Can you scientifically measure company culture?
Many out-of-touch business leaders are quick to dismiss things like ‘company culture’ as modern-age fluff. But there has been significant work over the last few years that has helped us to more objectively understand, and measure, company culture.
While there is still a way to go, I believe this work is significant. Not only in its ability to help you enlighten business leaders about the importance of culture, but also in its ability to help you focus your HR strategy in the areas that matter.
So I’d like to show you what the London School of Economics has discovered about defining and measuring culture. But first, let’s talk a bit about why the definition of culture is so strongly linked to its measurement.

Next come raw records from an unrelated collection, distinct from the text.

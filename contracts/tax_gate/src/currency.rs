use crate::AccountId;

/// Settlement asset. Exactly one mode is active at a time.
#[derive(Debug, Default, Clone, Copy, PartialEq, Eq, scale::Encode, scale::Decode)]
#[cfg_attr(
    feature = "std",
    derive(scale_info::TypeInfo, ink::storage::traits::StorageLayout)
)]
pub enum Currency {
    /// Push-payment: the caller attaches the environment's base asset.
    #[default]
    Native,
    /// Pull-payment: the gate draws from the caller's allowance on this token.
    Token(AccountId),
}

impl Currency {
    pub fn is_native(&self) -> bool {
        matches!(self, Currency::Native)
    }
}
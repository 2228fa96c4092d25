pub mod dto;
pub mod error;
pub mod memory;
pub mod models;
pub mod repository;
pub mod services;
pub mod store;

use async_trait::async_trait;
use chrono::NaiveDateTime;
use sqlx::{PgPool, postgres::PgPoolOptions};
use std::time::Duration;

use dto::match_data::MatchSubmission;
use error::Result;
use models::{Competition, MatchRecord};
use repository::{competition::CompetitionRepository, match_data::MatchDataRepository};

pub use memory::InMemoryStore;
pub use store::MatchDataStore;

/// Postgres-backed storage
#[derive(Debug, Clone)]
pub struct Database {
    pool: PgPool,
}

impl Database {
    pub async fn new(database_url: &str) -> Result<Self> {
        let pool = PgPoolOptions::new()
            .max_connections(10)
            .acquire_timeout(Duration::from_secs(5))
            .connect(database_url)
            .await?;

        Ok(Self { pool })
    }

    pub fn pool(&self) -> &PgPool {
        &self.pool
    }

    pub async fn run_migrations(&self) -> Result<()> {
        sqlx::migrate!("./migrations").run(&self.pool).await?;
        Ok(())
    }
}

#[async_trait]
impl MatchDataStore for Database {
    async fn find_owned_competition(
        &self,
        competition_id: i32,
        username: &str,
    ) -> Result<Option<Competition>> {
        CompetitionRepository::new(&self.pool)
            .find_owned(competition_id, username)
            .await
    }

    async fn list_matches(&self, competition_id: i32) -> Result<Vec<MatchRecord>> {
        MatchDataRepository::new(&self.pool)
            .list_by_competition(competition_id)
            .await
    }

    async fn update_match(
        &self,
        competition_id: i32,
        submission: &MatchSubmission,
        at: NaiveDateTime,
    ) -> Result<u64> {
        MatchDataRepository::new(&self.pool)
            .update_by_key(competition_id, submission, at)
            .await
    }

    async fn insert_match(
        &self,
        competition_id: i32,
        submission: &MatchSubmission,
        at: NaiveDateTime,
    ) -> Result<MatchRecord> {
        MatchDataRepository::new(&self.pool)
            .insert(competition_id, submission, at)
            .await
    }
}
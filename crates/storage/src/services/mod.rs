pub mod synchronizer;
use anyhow::Context;
use std::sync::Arc;
use storage::Database;
use web::{AppState, build_router, config::Config, middleware::auth::TokenVerifier};

#[tokio::main]
async fn main() -> anyhow::Result<()> {
    dotenvy::dotenv().ok();

    tracing_subscriber::fmt()
        .with_env_filter(
            tracing_subscriber::EnvFilter::try_from_default_env().unwrap_or_else(|_| "info".into()),
        )
        .with_target(true)
        .with_file(true)
        .with_line_number(true)
        .init();

    tracing::info!("Starting scouting API");

    let config = Config::from_env().context("Failed to load API configuration")?;
    tracing::info!("Configuration loaded successfully");

    tracing::info!(
        "Connecting to database at: {}",
        config
            .database_url
            .split('@')
            .next_back()
            .unwrap_or("unknown")
    );
    let db = Database::new(&config.database_url)
        .await
        .context("Failed to initialize database")?;
    tracing::info!("Database connection established");

    tracing::info!("Running database migrations");
    db.run_migrations()
        .await
        .context("Failed to run migrations")?;
    tracing::info!("Database migrations completed successfully");

    if let Some(dir) = &config.static_dir {
        tracing::info!("Serving client assets from {}", dir.display());
    }

    let app = build_router(
        AppState::new(Arc::new(db)),
        TokenVerifier::from_secret(&config.jwt_secret),
        config.static_dir.as_deref(),
    );

    let bind_address = format!("{}:{}", config.host, config.port);
    let listener = tokio::net::TcpListener::bind(&bind_address)
        .await
        .with_context(|| format!("Failed to bind {}", bind_address))?;

    tracing::info!("Starting server at http://{}", bind_address);
    tracing::info!(
        "Swagger UI available at http://{}/swagger-ui/",
        bind_address
    );

    axum::serve(listener, app).await?;

    Ok(())
}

You cannot measure something that you cannot define
Until you can properly define something, it is pretty much impossible to measure. At least, impossible to measure with any degree of scientific credibility. Therefore, if you’re trying to measure and improve high-level HR concepts like culture or engagement, you’ll find it difficult. Why? Because people define such concepts in hundreds of different ways.
One expert who explains this better than I do is Rob Briner, Professor of Organizational Psychology at the School of Business and Management. In his thought piece collection ‘The Future of Engagement’ (2015), he writes:
“The one thing everyone knows about engagement is that nobody agrees what it is… This mess should profoundly trouble all of us. Without a clear and agreed definition of engagement we literally do not know or understand what we’re talking about or what we’re doing.”
While Professor Briner is talking here about employee engagement, his message applies to any high-level HR concept that is often ill-defined. Experts like Professor Briner are keen to promote a more evidence-based approach to HR. But ill-defined concepts are difficult to measure, thus leading to a lack of evidence.
And actually, that’s why I was fascinated to read the work carried out by The London School of Economics. Not because they quite provide a textbook definition of culture… but because they certainly go a long way towards offering an approach that could standardise measurement.
Changing how we measure corporate culture
Traditionally, measuring corporate culture is something that varies hugely from company to company.
For example, Company A might assume culture to be a complex calculation, such as:
(Staff Happiness + Productivity)
(Number of Team-Building Exercises Every Month)
…whereas Company B might simply define culture as “just something we feel in our hearts”.
This in itself is problematic. But the other huge problem with measuring corporate culture, is that it relies so heavily on self-reporting methods. For example, asking employees to rate how the feel on a scale of 1 to 10.
All of the above can produce wildly inaccurate results. And so, since May 2016, The London School of Economics (LSE) has led an academic research project which aims to measure corporate culture more effectively.
What makes the LSE research so unique
The research project has been dubbed the “Unobtrusive Corporate Culture Analysis Tool” (UCCAT). And while the name is a bit of a mouthful, it certainly seems to remove a lot of the uncertainty surrounding the way we define and measure corporate culture – and indeed the way we can use these results to improve our organizations.
One big thing that makes the UCCAT so unique, is that instead of using employee interviews and questionnaires, it actually analyses publicly available data. For example:
- Annual reports
- Financial records
- Press releases
According to LSE researchers, these ingredients can indicate a company’s cultural ‘footprint’, by shedding light on observable areas of organizational activity, such as customer engagement, or spending on research. These individual ingredients can then be measured – fairly objectively across different organizations – without falling victim to self-reporting pitfalls, such as social desirability or subjectivity.
What this new model teaches us about corporate culture
So what does this teach us about company culture? And how can we apply these lessons to our own organizations? Well, the researchers say that there is still more work to be done. But already, there are three key observations that you might find useful.
- There’s a big difference between the top and bottom performers. The two top-performing companies in the study had 23 more positive than negative cultural indicators. This also worked in reverse – the poorest performing company had 28 more negative than positive indicators.
- There is always room for improvement. The study revealed that many companies performing well in one area, seriously failed in another. For example, companies performing well one customer focus, often fell below par on transparency, and vice versa. By assessing culture using these different angles, you can better identify the areas where your business might need to improve.
- Cultural indicators tell stories about business performance. While many of the cultural indicators listed in the study may seem disconnected from the idea of ‘culture’, the results revealed that they are actually often connected to a much more tangible business lesson. For example, companies where CEO bonus adjustments are observed, often reveal a culture which lacks governance and rewards failure.
This study makes it quite clear that in order to define and measure culture, you cannot simply pick your favourite area and ignore the rest. That’s how we end up with 50 different definitions of corporate culture – and how two identical companies could each claim to be strong, or weak, depending on which definition they opted to use.
Instead, I believe that we need to accept that the definition of culture should include many elements. And that we should, where possible, measure them all. No matter how ugly they look. After all, you can’t usually fix a problem without looking at it first.
I am happy to see that the London School of Economics will be continuing their research. And over time, I hope to see a bigger sample, which helps to build an even more practical model for organizations to get better at defining, measuring and improving corporate culture.